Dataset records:
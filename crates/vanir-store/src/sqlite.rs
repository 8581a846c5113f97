//! SQLite-backed entry store.
//!
//! Persists entries in a single `entries` table via an sqlx connection
//! pool; the schema is created on connect.

use std::str::FromStr;
use std::sync::atomic::{AtomicBool, Ordering};

use async_trait::async_trait;
use sqlx::sqlite::{SqliteConnectOptions, SqlitePoolOptions};
use sqlx::{Row, SqlitePool};
use vanir::{Backend, BackendError, Cancellation, Consumer, Entry, Result};

/// [`Backend`] persisting entries in a SQLite database.
pub struct SqliteBackend {
    pool: SqlitePool,
    closed: AtomicBool,
}

fn store_err(err: sqlx::Error) -> BackendError {
    BackendError::Backend(err.to_string())
}

impl SqliteBackend {
    /// Connect to `database_url` (e.g. `sqlite:./vanir.db`), creating the
    /// database file and schema if missing.
    pub async fn connect(database_url: &str) -> Result<Self> {
        let options = SqliteConnectOptions::from_str(database_url)
            .map_err(store_err)?
            .create_if_missing(true);

        // one connection keeps in-memory databases coherent across calls
        let pool = SqlitePoolOptions::new()
            .max_connections(1)
            .connect_with(options)
            .await
            .map_err(store_err)?;

        let backend = Self {
            pool,
            closed: AtomicBool::new(false),
        };
        backend.init_schema().await?;
        Ok(backend)
    }

    async fn init_schema(&self) -> Result<()> {
        sqlx::query(
            r#"
            CREATE TABLE IF NOT EXISTS entries (
                import_path TEXT PRIMARY KEY,
                vcs TEXT NOT NULL,
                vcs_root TEXT NOT NULL
            )
            "#,
        )
        .execute(&self.pool)
        .await
        .map_err(store_err)?;

        Ok(())
    }

    fn check(&self) -> Result<()> {
        if self.closed.load(Ordering::SeqCst) {
            return Err(BackendError::AlreadyClosed);
        }
        Ok(())
    }
}

#[async_trait]
impl Backend for SqliteBackend {
    async fn get(&self, import_path: &str) -> Result<Entry> {
        self.check()?;

        let row = sqlx::query("SELECT vcs, vcs_root FROM entries WHERE import_path = ?")
            .bind(import_path)
            .fetch_optional(&self.pool)
            .await
            .map_err(store_err)?;

        match row {
            Some(row) => {
                let vcs: String = row.get("vcs");
                let vcs_root: String = row.get("vcs_root");
                Ok(Entry::new(import_path, vcs, vcs_root))
            }
            None => Err(BackendError::NotFound),
        }
    }

    async fn add(&self, import_path: &str, vcs: &str, vcs_root: &str) -> Result<()> {
        self.check()?;

        sqlx::query("INSERT OR REPLACE INTO entries (import_path, vcs, vcs_root) VALUES (?, ?, ?)")
            .bind(import_path)
            .bind(vcs)
            .bind(vcs_root)
            .execute(&self.pool)
            .await
            .map_err(store_err)?;

        Ok(())
    }

    async fn remove(&self, import_path: &str) -> Result<()> {
        self.check()?;

        let result = sqlx::query("DELETE FROM entries WHERE import_path = ?")
            .bind(import_path)
            .execute(&self.pool)
            .await
            .map_err(store_err)?;

        if result.rows_affected() == 0 {
            return Err(BackendError::NotFound);
        }
        Ok(())
    }

    async fn list(
        &self,
        cancel: &Cancellation,
        consumer: Option<&mut dyn Consumer>,
    ) -> Result<()> {
        self.check()?;

        // snapshot the rows before any consumer runs
        let rows = sqlx::query("SELECT import_path, vcs, vcs_root FROM entries")
            .fetch_all(&self.pool)
            .await
            .map_err(store_err)?;

        let Some(consumer) = consumer else {
            cancel.check()?;
            return Ok(());
        };

        for row in rows {
            cancel.check()?;
            let import_path: String = row.get("import_path");
            let vcs: String = row.get("vcs");
            let vcs_root: String = row.get("vcs_root");
            consumer.on_entry(&Entry::new(import_path, vcs, vcs_root)).await;
        }

        Ok(())
    }

    async fn healthz(&self) -> Result<()> {
        self.check()?;

        sqlx::query("SELECT 1")
            .fetch_one(&self.pool)
            .await
            .map_err(store_err)?;
        Ok(())
    }

    async fn close(&self) -> Result<()> {
        if !self.closed.swap(true, Ordering::SeqCst) {
            self.pool.close().await;
        }
        Ok(())
    }
}

#[cfg(test)]
mod tests {
    use super::*;
    use vanir::FnConsumer;

    async fn open() -> SqliteBackend {
        SqliteBackend::connect("sqlite::memory:").await.unwrap()
    }

    async fn seeded() -> SqliteBackend {
        let backend = open().await;
        backend
            .add("a.com/a", "git", "https://git.example.com/a")
            .await
            .unwrap();
        backend
            .add("a.com/b", "git", "https://git.example.com/b")
            .await
            .unwrap();
        backend
            .add("a.com/c", "hg", "https://hg.example.com/c")
            .await
            .unwrap();
        backend
    }

    #[tokio::test]
    async fn add_then_get_returns_the_entry() {
        let backend = open().await;

        backend
            .add("a.com/b", "git", "https://git.example.com/b")
            .await
            .unwrap();

        let entry = backend.get("a.com/b").await.unwrap();
        assert_eq!(entry, Entry::new("a.com/b", "git", "https://git.example.com/b"));
    }

    #[tokio::test]
    async fn add_replaces_by_key() {
        let backend = seeded().await;

        backend
            .add("a.com/b", "svn", "https://svn.example.com/b")
            .await
            .unwrap();

        let entry = backend.get("a.com/b").await.unwrap();
        assert_eq!(entry.vcs, "svn");
    }

    #[tokio::test]
    async fn get_unknown_path_is_not_found() {
        let backend = seeded().await;
        let err = backend.get("a.com/z").await.unwrap_err();
        assert!(matches!(err, BackendError::NotFound));
    }

    #[tokio::test]
    async fn remove_unknown_path_is_not_found() {
        let backend = seeded().await;
        let err = backend.remove("a.com/z").await.unwrap_err();
        assert!(matches!(err, BackendError::NotFound));
    }

    #[tokio::test]
    async fn removed_entry_is_gone() {
        let backend = seeded().await;

        backend.remove("a.com/b").await.unwrap();

        let err = backend.get("a.com/b").await.unwrap_err();
        assert!(matches!(err, BackendError::NotFound));
    }

    #[tokio::test]
    async fn list_delivers_every_entry_exactly_once() {
        let backend = seeded().await;
        let cancel = Cancellation::new();

        let mut seen = Vec::new();
        let mut consumer = FnConsumer(|entry: &Entry| seen.push(entry.import_path.clone()));
        backend.list(&cancel, Some(&mut consumer)).await.unwrap();

        seen.sort();
        assert_eq!(seen, vec!["a.com/a", "a.com/b", "a.com/c"]);
    }

    #[tokio::test]
    async fn list_stops_after_cancellation() {
        let backend = seeded().await;
        let cancel = Cancellation::new();

        let mut delivered = 0usize;
        let err = {
            let token = cancel.clone();
            let mut consumer = FnConsumer(|_: &Entry| {
                delivered += 1;
                token.cancel();
            });
            backend
                .list(&cancel, Some(&mut consumer))
                .await
                .unwrap_err()
        };

        assert!(matches!(err, BackendError::Cancelled));
        assert_eq!(delivered, 1);
    }

    #[tokio::test]
    async fn list_without_consumer_is_a_noop() {
        let backend = seeded().await;
        let cancel = Cancellation::new();
        backend.list(&cancel, None).await.unwrap();
    }

    #[tokio::test]
    async fn healthz_round_trips() {
        let backend = open().await;
        backend.healthz().await.unwrap();
    }

    #[tokio::test]
    async fn closed_backend_rejects_everything_but_close() {
        let backend = seeded().await;
        backend.close().await.unwrap();

        let cancel = Cancellation::new();
        assert!(matches!(
            backend.get("a.com/b").await.unwrap_err(),
            BackendError::AlreadyClosed
        ));
        assert!(matches!(
            backend.add("a.com/d", "git", "root").await.unwrap_err(),
            BackendError::AlreadyClosed
        ));
        assert!(matches!(
            backend.remove("a.com/b").await.unwrap_err(),
            BackendError::AlreadyClosed
        ));
        assert!(matches!(
            backend.list(&cancel, None).await.unwrap_err(),
            BackendError::AlreadyClosed
        ));
        assert!(matches!(
            backend.healthz().await.unwrap_err(),
            BackendError::AlreadyClosed
        ));

        backend.close().await.unwrap();
    }
}
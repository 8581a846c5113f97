//! List output consumers for the CLI sub-commands.

use async_trait::async_trait;
use vanir::{Consumer, Entry};

/// Prints one `import_path,vcs,vcs_root` line per entry.
#[derive(Debug, Default)]
pub struct PlainConsumer;

#[async_trait]
impl Consumer for PlainConsumer {
    async fn on_entry(&mut self, entry: &Entry) {
        println!("{}", plain_line(entry));
    }
}

pub fn plain_line(entry: &Entry) -> String {
    format!("{},{},{}", entry.import_path, entry.vcs, entry.vcs_root)
}

/// Collects entries and renders them as one JSON array.
#[derive(Debug, Default)]
pub struct JsonConsumer {
    entries: Vec<Entry>,
}

#[async_trait]
impl Consumer for JsonConsumer {
    async fn on_entry(&mut self, entry: &Entry) {
        self.entries.push(entry.clone());
    }
}

impl JsonConsumer {
    /// Render the collected entries; call once the list completes.
    pub fn finish(&self) -> serde_json::Result<String> {
        serde_json::to_string_pretty(&self.entries)
    }
}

WORK REQUIRED: Take each line above that holds the string "SeqCst" and copy it.

FINAL ANSWER:
        if self.closed.load(Ordering::SeqCst) {
        if !self.closed.swap(true, Ordering::SeqCst) {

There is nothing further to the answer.